É importante ressaltar que um recipiente é aqui sugerido como o ponto de convergência de uma atividade, passível de trocas de informações entre seus componentes e com o ambiente. O recipiente é compreendido como o lugar para onde correm informações vindas de vários pontos, o receptáculo que agrega o conjunto das partes de um todo, que coordenados entre si funcionam como uma estrutura organizada e trocam informações, experiências e habilidades com o exterior, o “lado de fora”, ou seja, o ambiente. Sendo uma corrida ou um espetáculo este recipiente, ele apresenta o estado de fase em que se encontra aquele sistema, que pode compreender séries ou ciclos de modificações em qualquer estágio ou etapa de sua evolução.
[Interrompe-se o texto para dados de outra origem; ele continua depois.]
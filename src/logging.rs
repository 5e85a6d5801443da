//! Logging initialization for plaza.

use std::fs::{self, OpenOptions};
use std::path::Path;
use std::sync::Arc;

use tracing::Level;
use tracing_subscriber::fmt::writer::MakeWriterExt;
use tracing_subscriber::prelude::*;
use tracing_subscriber::EnvFilter;

use crate::config::LoggingConfig;
use crate::Result;

/// Parse log level string to tracing Level.
fn parse_level(level: &str) -> Level {
    match level.to_lowercase().as_str() {
        "trace" => Level::TRACE,
        "debug" => Level::DEBUG,
        "info" => Level::INFO,
        "warn" | "warning" => Level::WARN,
        "error" => Level::ERROR,
        _ => Level::INFO,
    }
}

fn build_filter(level: &str) -> EnvFilter {
    EnvFilter::from_default_env().add_directive(parse_level(level).into())
}

/// Initialize logging from configuration.
///
/// Always logs to stdout. When `config.file` is set, the same events are
/// appended to that file as well.
pub fn init(config: &LoggingConfig) -> Result<()> {
    if config.file.is_empty() {
        init_console_only(&config.level);
        return Ok(());
    }

    if let Some(parent) = Path::new(&config.file).parent() {
        if !parent.as_os_str().is_empty() && !parent.exists() {
            fs::create_dir_all(parent)?;
        }
    }

    let log_file = OpenOptions::new()
        .create(true)
        .append(true)
        .open(&config.file)?;
    let writer = std::io::stdout.and(Arc::new(log_file));

    tracing_subscriber::registry()
        .with(
            tracing_subscriber::fmt::layer()
                .with_writer(writer)
                .with_ansi(false)
                .with_target(true),
        )
        .with(build_filter(&config.level))
        .init();

    Ok(())
}

/// Initialize console-only logging.
pub fn init_console_only(level: &str) {
    tracing_subscriber::registry()
        .with(
            tracing_subscriber::fmt::layer()
                .with_writer(std::io::stdout)
                .with_ansi(true)
                .with_target(true),
        )
        .with(build_filter(level))
        .init();
}
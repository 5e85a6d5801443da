//! Middleware for Web API.

pub mod auth;
pub mod cors;

pub use auth::{credential_auth, AuthUser};
pub use cors::create_cors_layer;
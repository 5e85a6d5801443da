//! User model for plaza.
//!
//! Defines the User record and the Role enum.

use std::fmt;
use std::str::FromStr;

use chrono::{DateTime, Utc};
use serde::{Deserialize, Serialize};

/// User role.
#[derive(Debug, Clone, Copy, PartialEq, Eq, Default, Serialize, Deserialize)]
#[serde(rename_all = "lowercase")]
pub enum Role {
    /// Regular member.
    #[default]
    User,
    /// Administrator: may post official replies and moderate content.
    Admin,
}

impl Role {
    /// Convert role to its database/wire string.
    pub fn as_str(&self) -> &'static str {
        match self {
            Role::User => "user",
            Role::Admin => "admin",
        }
    }

    /// Resolve the role requested at signup.
    ///
    /// Anything other than a recognised role name falls back to `User`.
    /// Requesting `admin` is honoured.
    pub fn from_signup(requested: Option<&str>) -> Self {
        requested
            .and_then(|r| r.parse().ok())
            .unwrap_or_default()
    }

    /// Check if this is the admin role.
    pub fn is_admin(&self) -> bool {
        *self == Role::Admin
    }
}

impl fmt::Display for Role {
    fn fmt(&self, f: &mut fmt::Formatter<'_>) -> fmt::Result {
        f.write_str(self.as_str())
    }
}

impl FromStr for Role {
    type Err = String;

    fn from_str(s: &str) -> Result<Self, Self::Err> {
        match s {
            "user" => Ok(Role::User),
            "admin" => Ok(Role::Admin),
            _ => Err(format!("unknown role: {s}")),
        }
    }
}

/// A registered user.
#[derive(Debug, Clone)]
pub struct User {
    /// Unique user ID.
    pub id: i64,
    /// Display name.
    pub name: String,
    /// Email address (unique, stored lowercase).
    pub email: String,
    /// Password hash (Argon2 PHC string).
    pub password: String,
    /// Role, fixed at signup.
    pub role: Role,
    /// Account creation timestamp.
    pub created_at: DateTime<Utc>,
}

impl User {
    /// Check if this user is an administrator.
    pub fn is_admin(&self) -> bool {
        self.role.is_admin()
    }
}

/// Data for creating a new user.
#[derive(Debug, Clone)]
pub struct NewUser {
    /// Display name.
    pub name: String,
    /// Email address.
    pub email: String,
    /// Password hash (must already be hashed).
    pub password: String,
    /// Role (defaults to User).
    pub role: Role,
}

impl NewUser {
    /// Create a new user with the default role.
    pub fn new(
        name: impl Into<String>,
        email: impl Into<String>,
        password_hash: impl Into<String>,
    ) -> Self {
        Self {
            name: name.into(),
            email: normalize_email(&email.into()),
            password: password_hash.into(),
            role: Role::User,
        }
    }

    /// Set the role.
    pub fn with_role(mut self, role: Role) -> Self {
        self.role = role;
        self
    }
}

/// Normalize an email address for storage and lookup.
pub fn normalize_email(email: &str) -> String {
    email.trim().to_lowercase()
}

#[cfg(test)]
mod tests {
    use super::*;

    #[test]
    fn test_role_round_trip() {
        assert_eq!("user".parse::<Role>().unwrap(), Role::User);
        assert_eq!("admin".parse::<Role>().unwrap(), Role::Admin);
        assert!("moderator".parse::<Role>().is_err());
        assert_eq!(Role::Admin.to_string(), "admin");
    }

    #[test]
    fn test_role_from_signup() {
        assert_eq!(Role::from_signup(None), Role::User);
        assert_eq!(Role::from_signup(Some("user")), Role::User);
        assert_eq!(Role::from_signup(Some("admin")), Role::Admin);
        assert_eq!(Role::from_signup(Some("superuser")), Role::User);
        assert_eq!(Role::from_signup(Some("")), Role::User);
    }

    #[test]
    fn test_new_user_normalizes_email() {
        let user = NewUser::new("Alice", "  Alice@Example.COM ", "hash");
        assert_eq!(user.email, "alice@example.com");
        assert_eq!(user.role, Role::User);

        let admin = NewUser::new("Root", "root@example.com", "hash").with_role(Role::Admin);
        assert!(admin.role.is_admin());
    }
}
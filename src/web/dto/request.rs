//! Request DTOs for Web API.
//!
//! Signup and login fields default to empty strings so that a missing
//! field is reported by the registration rules instead of as bad JSON.

use serde::Deserialize;
use validator::Validate;

use super::validation::no_control_chars;
use crate::auth::SignupRequest as SignupInput;

/// Signup request.
#[derive(Debug, Deserialize, Validate)]
#[serde(rename_all = "camelCase")]
pub struct SignupRequest {
    /// Display name.
    #[serde(default)]
    #[validate(custom(function = "no_control_chars"))]
    pub name: String,
    /// Email address.
    #[serde(default)]
    pub email: String,
    /// Password.
    #[serde(default)]
    pub password: String,
    /// Password confirmation.
    #[serde(default)]
    pub confirm_password: String,
    /// Requested role ("user" or "admin").
    #[serde(default)]
    pub role: Option<String>,
}

impl From<SignupRequest> for SignupInput {
    fn from(req: SignupRequest) -> Self {
        SignupInput {
            name: req.name,
            email: req.email,
            password: req.password,
            confirm_password: req.confirm_password,
            role: req.role,
        }
    }
}

/// Login request.
#[derive(Debug, Deserialize, Validate)]
pub struct LoginRequest {
    /// Email address.
    #[serde(default)]
    pub email: String,
    /// Password.
    #[serde(default)]
    pub password: String,
}

/// Create post request.
#[derive(Debug, Deserialize, Validate)]
pub struct CreatePostRequest {
    /// Post body.
    #[serde(default)]
    pub content: String,
}

/// Update request shared by posts, comments and admin replies.
#[derive(Debug, Deserialize, Validate)]
pub struct UpdateContentRequest {
    /// New body.
    #[serde(default)]
    pub content: String,
}

/// Create comment request.
#[derive(Debug, Deserialize, Validate)]
#[serde(rename_all = "camelCase")]
pub struct CreateCommentRequest {
    /// Parent post.
    #[validate(range(min = 1, message = "Invalid post ID format"))]
    pub post_id: i64,
    /// Comment body.
    #[serde(default)]
    pub content: String,
}

/// Create admin reply request.
#[derive(Debug, Deserialize, Validate)]
#[serde(rename_all = "camelCase")]
pub struct CreateReplyRequest {
    /// Parent post.
    #[validate(range(min = 1, message = "Invalid post ID format"))]
    pub post_id: i64,
    /// Reply body.
    #[serde(default)]
    pub content: String,
}

/// Pagination query (`?page=&limit=`).
///
/// Kept as raw strings; unparseable values fall back to the feed defaults.
#[derive(Debug, Default, Deserialize)]
pub struct PageQuery {
    /// Page number (1-based).
    pub page: Option<String>,
    /// Items per page.
    pub limit: Option<String>,
}
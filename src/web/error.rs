//! API error handling for the plaza JSON API.

use axum::{
    http::StatusCode,
    response::{IntoResponse, Response},
    Json,
};
use serde::Serialize;

use crate::PlazaError;

/// API error codes.
#[derive(Debug, Clone, Copy, PartialEq, Eq, Serialize)]
#[serde(rename_all = "SCREAMING_SNAKE_CASE")]
pub enum ErrorCode {
    /// Bad request (400), e.g. malformed JSON or id.
    BadRequest,
    /// Rejected input (400): empty/oversized content, bad signup fields.
    ValidationError,
    /// Unauthorized (401).
    Unauthorized,
    /// Forbidden (403).
    Forbidden,
    /// Not found (404).
    NotFound,
    /// Internal server error (500).
    InternalError,
}

impl ErrorCode {
    /// Get the HTTP status code for this error.
    pub fn status_code(&self) -> StatusCode {
        match self {
            ErrorCode::BadRequest | ErrorCode::ValidationError => StatusCode::BAD_REQUEST,
            ErrorCode::Unauthorized => StatusCode::UNAUTHORIZED,
            ErrorCode::Forbidden => StatusCode::FORBIDDEN,
            ErrorCode::NotFound => StatusCode::NOT_FOUND,
            ErrorCode::InternalError => StatusCode::INTERNAL_SERVER_ERROR,
        }
    }
}

/// Error response body.
#[derive(Debug, Serialize)]
pub struct ErrorBody {
    /// Always `false`.
    pub success: bool,
    /// Human-readable message.
    pub message: String,
}

/// API error type.
#[derive(Debug)]
pub struct ApiError {
    code: ErrorCode,
    message: String,
}

impl ApiError {
    /// Create a new API error.
    pub fn new(code: ErrorCode, message: impl Into<String>) -> Self {
        Self {
            code,
            message: message.into(),
        }
    }

    /// Create a bad request error.
    pub fn bad_request(message: impl Into<String>) -> Self {
        Self::new(ErrorCode::BadRequest, message)
    }

    /// Create a validation error.
    pub fn validation(message: impl Into<String>) -> Self {
        Self::new(ErrorCode::ValidationError, message)
    }

    /// Create an unauthorized error.
    pub fn unauthorized(message: impl Into<String>) -> Self {
        Self::new(ErrorCode::Unauthorized, message)
    }

    /// Create a forbidden error.
    pub fn forbidden(message: impl Into<String>) -> Self {
        Self::new(ErrorCode::Forbidden, message)
    }

    /// Create a not found error.
    pub fn not_found(message: impl Into<String>) -> Self {
        Self::new(ErrorCode::NotFound, message)
    }

    /// Create an internal server error.
    pub fn internal(message: impl Into<String>) -> Self {
        Self::new(ErrorCode::InternalError, message)
    }

    /// Create a validation error from validator::ValidationErrors.
    ///
    /// Field messages are joined into one sentence, ordered by field name.
    pub fn from_validation_errors(errors: validator::ValidationErrors) -> Self {
        let mut fields: Vec<_> = errors.field_errors().into_iter().collect();
        fields.sort_by(|a, b| a.0.cmp(&b.0));

        let messages: Vec<String> = fields
            .into_iter()
            .flat_map(|(field, field_errors)| {
                field_errors.iter().map(move |e| {
                    e.message
                        .as_ref()
                        .map(|m| m.to_string())
                        .unwrap_or_else(|| format!("Invalid value for {}", field))
                })
            })
            .collect();

        if messages.is_empty() {
            Self::validation("Validation failed")
        } else {
            Self::validation(messages.join("; "))
        }
    }

    /// The error code.
    pub fn code(&self) -> ErrorCode {
        self.code
    }

    /// The client-facing message.
    pub fn message(&self) -> &str {
        &self.message
    }
}

impl IntoResponse for ApiError {
    fn into_response(self) -> Response {
        let status = self.code.status_code();
        let body = ErrorBody {
            success: false,
            message: self.message,
        };
        (status, Json(body)).into_response()
    }
}

impl std::fmt::Display for ApiError {
    fn fmt(&self, f: &mut std::fmt::Formatter<'_>) -> std::fmt::Result {
        write!(f, "{:?}: {}", self.code, self.message)
    }
}

impl std::error::Error for ApiError {}

impl From<PlazaError> for ApiError {
    fn from(err: PlazaError) -> Self {
        match err {
            PlazaError::Auth(msg) => ApiError::unauthorized(msg),
            PlazaError::Permission(msg) => ApiError::forbidden(msg),
            PlazaError::Validation(msg) => ApiError::validation(msg),
            PlazaError::DuplicateEmail(_) => ApiError::validation("User already exists"),
            PlazaError::NotFound(_) => ApiError::not_found(err.to_string()),
            _ => {
                tracing::error!("Internal error: {}", err);
                ApiError::internal("An internal error occurred")
            }
        }
    }
}

#[cfg(test)]
mod tests {
    use super::*;

    #[test]
    fn test_error_code_status() {
        assert_eq!(ErrorCode::BadRequest.status_code(), StatusCode::BAD_REQUEST);
        assert_eq!(ErrorCode::ValidationError.status_code(), StatusCode::BAD_REQUEST);
        assert_eq!(ErrorCode::Unauthorized.status_code(), StatusCode::UNAUTHORIZED);
        assert_eq!(ErrorCode::Forbidden.status_code(), StatusCode::FORBIDDEN);
        assert_eq!(ErrorCode::NotFound.status_code(), StatusCode::NOT_FOUND);
        assert_eq!(
            ErrorCode::InternalError.status_code(),
            StatusCode::INTERNAL_SERVER_ERROR
        );
    }

    #[test]
    fn test_from_plaza_error() {
        let cases = [
            (PlazaError::Auth("x".into()), ErrorCode::Unauthorized),
            (PlazaError::Permission("x".into()), ErrorCode::Forbidden),
            (PlazaError::Validation("x".into()), ErrorCode::ValidationError),
            (PlazaError::DuplicateEmail("a@b.c".into()), ErrorCode::ValidationError),
            (PlazaError::NotFound("Post".into()), ErrorCode::NotFound),
            (PlazaError::Database("disk I/O".into()), ErrorCode::InternalError),
            (PlazaError::Config("bad".into()), ErrorCode::InternalError),
        ];
        for (err, code) in cases {
            assert_eq!(ApiError::from(err).code(), code);
        }
    }

    #[test]
    fn test_messages_do_not_leak_internals() {
        let err = ApiError::from(PlazaError::Database("no such table: posts".into()));
        assert_eq!(err.message(), "An internal error occurred");

        let err = ApiError::from(PlazaError::DuplicateEmail("a@b.c".into()));
        assert_eq!(err.message(), "User already exists");

        let err = ApiError::from(PlazaError::NotFound("Post".into()));
        assert_eq!(err.message(), "Post not found");
    }

    #[test]
    fn test_into_response_status() {
        let response = ApiError::forbidden("nope").into_response();
        assert_eq!(response.status(), StatusCode::FORBIDDEN);
    }

    #[test]
    fn test_display() {
        let err = ApiError::not_found("Post not found");
        assert_eq!(err.to_string(), "NotFound: Post not found");
    }
}
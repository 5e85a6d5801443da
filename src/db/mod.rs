//! Database module for plaza.
//!
//! Provides the SQLite connection pool, schema migrations and the identity
//! store (users).

mod repository;
mod schema;
mod user;

pub use repository::UserRepository;
pub use schema::MIGRATIONS;
pub use user::{NewUser, Role, User};

use std::path::Path;
use std::str::FromStr;
use std::time::Duration;

use sqlx::sqlite::{SqliteConnectOptions, SqliteJournalMode, SqlitePoolOptions};
use sqlx::{Sqlite, SqlitePool, Transaction};
use tracing::{debug, info};

use crate::Result;

/// Connection pool type used by all repositories.
pub type DbPool = SqlitePool;

/// Database handle wrapping a connection pool.
///
/// Cloning is cheap; clones share the same pool.
#[derive(Clone)]
pub struct Database {
    pool: DbPool,
}

impl Database {
    /// Open (or create) a database file at the given path and apply migrations.
    pub async fn open(path: impl AsRef<Path>, max_connections: u32) -> Result<Self> {
        let path = path.as_ref();
        info!("Opening database at {:?}", path);

        if let Some(parent) = path.parent() {
            if !parent.as_os_str().is_empty() && !parent.exists() {
                std::fs::create_dir_all(parent)?;
            }
        }

        let options = SqliteConnectOptions::new()
            .filename(path)
            .create_if_missing(true)
            .journal_mode(SqliteJournalMode::Wal)
            .busy_timeout(Duration::from_secs(5))
            .foreign_keys(true);

        let pool = SqlitePoolOptions::new()
            .max_connections(max_connections.max(1))
            .connect_with(options)
            .await?;

        let db = Self { pool };
        db.migrate().await?;
        Ok(db)
    }

    /// Open an in-memory database for testing.
    ///
    /// Every connection to `:memory:` is a separate database, so the pool is
    /// pinned to a single connection that is never recycled.
    pub async fn open_in_memory() -> Result<Self> {
        debug!("Opening in-memory database");
        let options = SqliteConnectOptions::from_str("sqlite::memory:")?.foreign_keys(true);

        let pool = SqlitePoolOptions::new()
            .max_connections(1)
            .min_connections(1)
            .idle_timeout(None)
            .max_lifetime(None)
            .connect_with(options)
            .await?;

        let db = Self { pool };
        db.migrate().await?;
        Ok(db)
    }

    /// Get a reference to the connection pool.
    pub fn pool(&self) -> &DbPool {
        &self.pool
    }

    /// Begin a new transaction.
    pub async fn begin(&self) -> Result<Transaction<'static, Sqlite>> {
        Ok(self.pool.begin().await?)
    }

    /// Get the current schema version.
    pub async fn schema_version(&self) -> Result<i64> {
        if !self.table_exists("schema_version").await? {
            return Ok(0);
        }

        let version: i64 =
            sqlx::query_scalar("SELECT COALESCE(MAX(version), 0) FROM schema_version")
                .fetch_one(&self.pool)
                .await?;
        Ok(version)
    }

    /// Apply pending migrations, each in its own transaction.
    pub async fn migrate(&self) -> Result<()> {
        let current_version = self.schema_version().await?;

        if current_version as usize >= MIGRATIONS.len() {
            debug!("Database is up to date (version {})", current_version);
            return Ok(());
        }

        info!(
            "Migrating database from version {} to {}",
            current_version,
            MIGRATIONS.len()
        );

        sqlx::query(
            "CREATE TABLE IF NOT EXISTS schema_version (
                version     INTEGER PRIMARY KEY,
                applied_at  TEXT NOT NULL DEFAULT (datetime('now'))
            )",
        )
        .execute(&self.pool)
        .await?;

        for (i, migration) in MIGRATIONS.iter().enumerate().skip(current_version as usize) {
            let version = (i + 1) as i64;
            debug!("Applying migration v{}", version);

            let mut tx = self.pool.begin().await?;
            sqlx::raw_sql(migration).execute(&mut *tx).await?;
            sqlx::query("INSERT INTO schema_version (version) VALUES (?)")
                .bind(version)
                .execute(&mut *tx)
                .await?;
            tx.commit().await?;
        }

        info!("Database migration complete (now at version {})", MIGRATIONS.len());
        Ok(())
    }

    /// Check if a table exists.
    pub async fn table_exists(&self, table_name: &str) -> Result<bool> {
        let exists: bool = sqlx::query_scalar(
            "SELECT EXISTS(SELECT 1 FROM sqlite_master WHERE type = 'table' AND name = ?)",
        )
        .bind(table_name)
        .fetch_one(&self.pool)
        .await?;
        Ok(exists)
    }
}

impl std::fmt::Debug for Database {
    fn fmt(&self, f: &mut std::fmt::Formatter<'_>) -> std::fmt::Result {
        f.debug_struct("Database").finish()
    }
}
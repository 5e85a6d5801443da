//! User repository for plaza (identity store).

use chrono::{DateTime, Utc};

use super::user::{normalize_email, NewUser, Role, User};
use super::DbPool;
use crate::{PlazaError, Result};

/// Raw `users` row.
#[derive(sqlx::FromRow)]
struct UserRow {
    id: i64,
    name: String,
    email: String,
    password: String,
    role: String,
    created_at: DateTime<Utc>,
}

impl UserRow {
    fn into_user(self) -> User {
        User {
            id: self.id,
            name: self.name,
            email: self.email,
            password: self.password,
            role: self.role.parse().unwrap_or(Role::User),
            created_at: self.created_at,
        }
    }
}

/// Repository for user records.
pub struct UserRepository<'a> {
    pool: &'a DbPool,
}

impl<'a> UserRepository<'a> {
    /// Create a new UserRepository with the given pool reference.
    pub fn new(pool: &'a DbPool) -> Self {
        Self { pool }
    }

    /// Create a new user.
    ///
    /// Fails with `DuplicateEmail` when the email is already registered; the
    /// existing record is left untouched.
    pub async fn create(&self, new_user: &NewUser) -> Result<User> {
        let result = sqlx::query_scalar::<_, i64>(
            "INSERT INTO users (name, email, password, role, created_at)
             VALUES (?, ?, ?, ?, ?) RETURNING id",
        )
        .bind(&new_user.name)
        .bind(&new_user.email)
        .bind(&new_user.password)
        .bind(new_user.role.as_str())
        .bind(Utc::now())
        .fetch_one(self.pool)
        .await;

        let id = match result {
            Ok(id) => id,
            Err(sqlx::Error::Database(e)) if e.is_unique_violation() => {
                return Err(PlazaError::DuplicateEmail(new_user.email.clone()));
            }
            Err(e) => return Err(e.into()),
        };

        self.find_by_id(id)
            .await?
            .ok_or_else(|| PlazaError::NotFound("user".to_string()))
    }

    /// Find a user by ID.
    pub async fn find_by_id(&self, id: i64) -> Result<Option<User>> {
        let row: Option<UserRow> = sqlx::query_as(
            "SELECT id, name, email, password, role, created_at FROM users WHERE id = ?",
        )
        .bind(id)
        .fetch_optional(self.pool)
        .await?;

        Ok(row.map(UserRow::into_user))
    }

    /// Find a user by email (case-insensitive).
    pub async fn find_by_email(&self, email: &str) -> Result<Option<User>> {
        let row: Option<UserRow> = sqlx::query_as(
            "SELECT id, name, email, password, role, created_at FROM users WHERE email = ?",
        )
        .bind(normalize_email(email))
        .fetch_optional(self.pool)
        .await?;

        Ok(row.map(UserRow::into_user))
    }

    /// Check if an email is already registered.
    pub async fn email_exists(&self, email: &str) -> Result<bool> {
        let exists: bool = sqlx::query_scalar("SELECT EXISTS(SELECT 1 FROM users WHERE email = ?)")
            .bind(normalize_email(email))
            .fetch_one(self.pool)
            .await?;
        Ok(exists)
    }
}
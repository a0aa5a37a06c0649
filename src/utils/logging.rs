//! Conditional logging macros gated on a module-level `ENABLE_LOGS` flag.
//!
//! The transfer path logs every skipped record and stall; modules that
//! get chatty at one event per minute define the flag and use these so
//! the noise can be switched off in one place:
//!
//! ```rust
//! const ENABLE_LOGS: bool = true;
//!
//! use minute_export::{log_error, log_info, log_warn};
//!
//! log_info!("logged only when ENABLE_LOGS is true");
//! ```

/// Macro for conditional info logging.
/// Checks the `ENABLE_LOGS` const in the calling module.
#[macro_export]
macro_rules! log_info {
    ($($arg:tt)*) => {
        if ENABLE_LOGS {
            log::info!($($arg)*);
        }
    };
}

/// Macro for conditional warn logging.
/// Checks the `ENABLE_LOGS` const in the calling module.
#[macro_export]
macro_rules! log_warn {
    ($($arg:tt)*) => {
        if ENABLE_LOGS {
            log::warn!($($arg)*);
        }
    };
}

/// Macro for conditional error logging.
/// Checks the `ENABLE_LOGS` const in the calling module.
#[macro_export]
macro_rules! log_error {
    ($($arg:tt)*) => {
        if ENABLE_LOGS {
            log::error!($($arg)*);
        }
    };
}
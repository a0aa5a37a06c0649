use crate::models::{ActivityInterval, ActivityMask, MinuteSample};

/// Platform boundary for raw history retrieval and activity iteration.
///
/// Implemented by the host over whatever health service it runs on; the
/// engine only ever talks to history through this trait.
pub trait HistorySource {
    /// Fill `slots` with per-minute samples covering as much of
    /// `[*from, *to)` as fits, starting at `*from`. Narrows `from`/`to`
    /// to the range actually covered and returns the number of slots
    /// written. The resulting `*to` is the start of the next page.
    fn fetch_minute_samples(
        &mut self,
        slots: &mut [MinuteSample],
        from: &mut i64,
        to: &mut i64,
    ) -> usize;

    /// Whether activity interval data can be read for the given span.
    fn activity_accessible(&self, mask: ActivityMask, from: i64, to: i64) -> bool;

    /// Iterate intervals matching `mask` that overlap `[from, to)`, in
    /// increasing start order. The callback returns `false` to stop early.
    fn each_activity_interval(
        &self,
        mask: ActivityMask,
        from: i64,
        to: i64,
        visit: &mut dyn FnMut(&ActivityInterval) -> bool,
    );
}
O presente trabalho procurou investigar algumas possíveis relações entre este novo paradigma chamado de embodied cognitive science e o objeto artístico, buscando o entendimento de como ocorre a interação entre tais conceitos e a dança, examinando possibilidades de relações entre os conhecimentos artísticos e científicos por acreditar serem sutis as interfaces entre estas duas áreas de conhecimento. Assumindo o pressuposto no qual corpo/mente são vistos como contínuo, em que se pode compreender o mundo por meio de metáforas construídas com base nas experiências corporais, e tendo o conceito de metáfora como um mecanismo fundamental para a compreensão das experiências artísticas.
Nota
1 Uma longa tradição em filosofia afirmou com segurança que a mente deveria ser uma entidade não corporal, constituída como uma substância mental. Esta tese compõe a base do pensamento filosófico ocidental e é conhecida como dualismo cartesiano. Cartesiano por ter sido proposta por René Descartes, e dualista por propor duas substâncias para explicar os eventos no mundo: a mental e a física/ material.
Bibliografia
DAMASIO, Antonio. O erro de Descartes. São Paulo: Cia das Letras, 1994.
DUPUY, Jean-Pierre. Nas origens das ciências cognitivas. São Paulo: UNESP,1995.
JOHNSON, Mark. Embodied Reason. In Weiss & Haber (orgs) Perspectives on Embodiment – The Intersections of nature and culture. New York: Routledge, 1999, 79-102.
LAKOFF, George. JOHNSON, Mark. Philosophy in the Flesh – The Embodied Mind and its Challenge to Western Thought. New York: Basic Books, 1999.
LAKOFF, George. JOHNSON, Mark. Metáforas da vida cotidiana. São Paulo: EDUC, 2002.
QUEIROZ, João. Considerations on Lakoff & Johnson approach to embodied cognitive science – Philosophy in the Flesh: Embodied Mind and it’s Challenge to Western Thought. 2001. Galáxia 1:1, 227-230. (In: Brain & Mind: Eletronic Journal of Neuroscience). Disponível on line em http:// www.epub.org.br/cm/home_i.htm. Acessado em 2004.)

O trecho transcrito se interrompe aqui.